The project's remoteness, the absence of existing infrastructure and failings of a military contractor has cast doubt on the future of the "Kuraz" sugar project, researcher Benedikt Kamski at the Arnold-Bergstraesser-Institute in Freiburg, Germany, said in a note for the Omo-Turkana Basin Research Network.
"Five years into the project, the sugar industry in the Lower Omo Valley is still in its infancy, which raises doubts about the economic returns and the feasibility of the project," he said, according to Bloomberg.
The state-owned Sugar Corp aimed in 2011 to invest US$4.6 billion in 10 new processors nationwide to annually produce 2.3 million tons of sugar by July 2015.
No projects are complete and the corporation is again importing 200,000 tons of sugar cane to meet domestic demand this year after a drought cut production.

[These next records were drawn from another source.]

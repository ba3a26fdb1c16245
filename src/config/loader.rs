//! Configuration loading from disk.

use std::fs;
use std::path::Path;

use thiserror::Error;

use crate::config::schema::GatewayConfig;
use crate::config::validation::{validate_config, ValidationError};

/// Error type for configuration loading.
#[derive(Debug, Error)]
pub enum ConfigError {
    #[error("IO error: {0}")]
    Io(#[from] std::io::Error),

    #[error("Parse error: {0}")]
    Parse(#[from] toml::de::Error),

    #[error("Validation failed: {}", join(.0))]
    Validation(Vec<ValidationError>),
}

fn join(errors: &[ValidationError]) -> String {
    errors
        .iter()
        .map(ToString::to_string)
        .collect::<Vec<_>>()
        .join(", ")
}

/// Parse and validate configuration from TOML text.
pub fn parse_config(content: &str) -> Result<GatewayConfig, ConfigError> {
    let config: GatewayConfig = toml::from_str(content)?;
    validate_config(&config).map_err(ConfigError::Validation)?;
    Ok(config)
}

/// Load and validate configuration from a TOML file.
pub fn load_config(path: &Path) -> Result<GatewayConfig, ConfigError> {
    let content = fs::read_to_string(path)?;
    parse_config(&content)
}

/// Load from `path` when given, otherwise validate and return the defaults.
pub fn load_or_default(path: Option<&Path>) -> Result<GatewayConfig, ConfigError> {
    match path {
        Some(path) => load_config(path),
        None => {
            let config = GatewayConfig::default();
            validate_config(&config).map_err(ConfigError::Validation)?;
            Ok(config)
        }
    }
}

#[cfg(test)]
mod tests {
    use super::*;

    #[test]
    fn test_parse_valid_config() {
        let config = parse_config(
            r#"
            [[mounts]]
            what = "/salesdb/{*}"
            where = "/t1"
            "#,
        )
        .unwrap();
        assert_eq!(config.mounts.len(), 1);
    }

    #[test]
    fn test_parse_error() {
        let err = parse_config("mounts = 3").unwrap_err();
        assert!(matches!(err, ConfigError::Parse(_)));
    }

    #[test]
    fn test_validation_error_lists_all_problems() {
        let err = parse_config(
            r#"
            [timeouts]
            request_secs = 0

            [[mounts]]
            what = ""
            where = "/api"
            "#,
        )
        .unwrap_err();

        let message = err.to_string();
        assert!(message.starts_with("Validation failed: "));
        assert!(message.contains("mount #0: mount 'what' is empty"));
        assert!(message.contains("request timeout must be greater than zero"));
    }

    #[test]
    fn test_missing_file() {
        let err = load_config(Path::new("/definitely/not/here.toml")).unwrap_err();
        assert!(matches!(err, ConfigError::Io(_)));
    }

    #[test]
    fn test_defaults_without_path() {
        let config = load_or_default(None).unwrap();
        assert_eq!(config.mounts.len(), 1);
    }
}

More than 200,000 ethnically diverse people affected by conflict caused by resource competition populate the Lower Omo. The sugar project has raised donor concern over forced evictions, dwindling resource access and the impact on Lake Turkana, which straddles the Ethiopia-Kenya border.
Lenders including the Export-Import Bank of China, China Development Bank Corp. and the Industrial & Commercial Bank of China agreed to loan Sugar Corp $1.63 billion, according to Ethiopia's Finance Ministry and the ICBC.
The first repayments are due in October. The corporation has so far received $835 million in credit, it said in a report to lawmakers last month.
Metals and Engineering Corp, which is run by military officers, is constructing Kuraz I, the project's first plant, which was scheduled for completion in 2013. Consultants say the processor is currently only 75 per cent finished.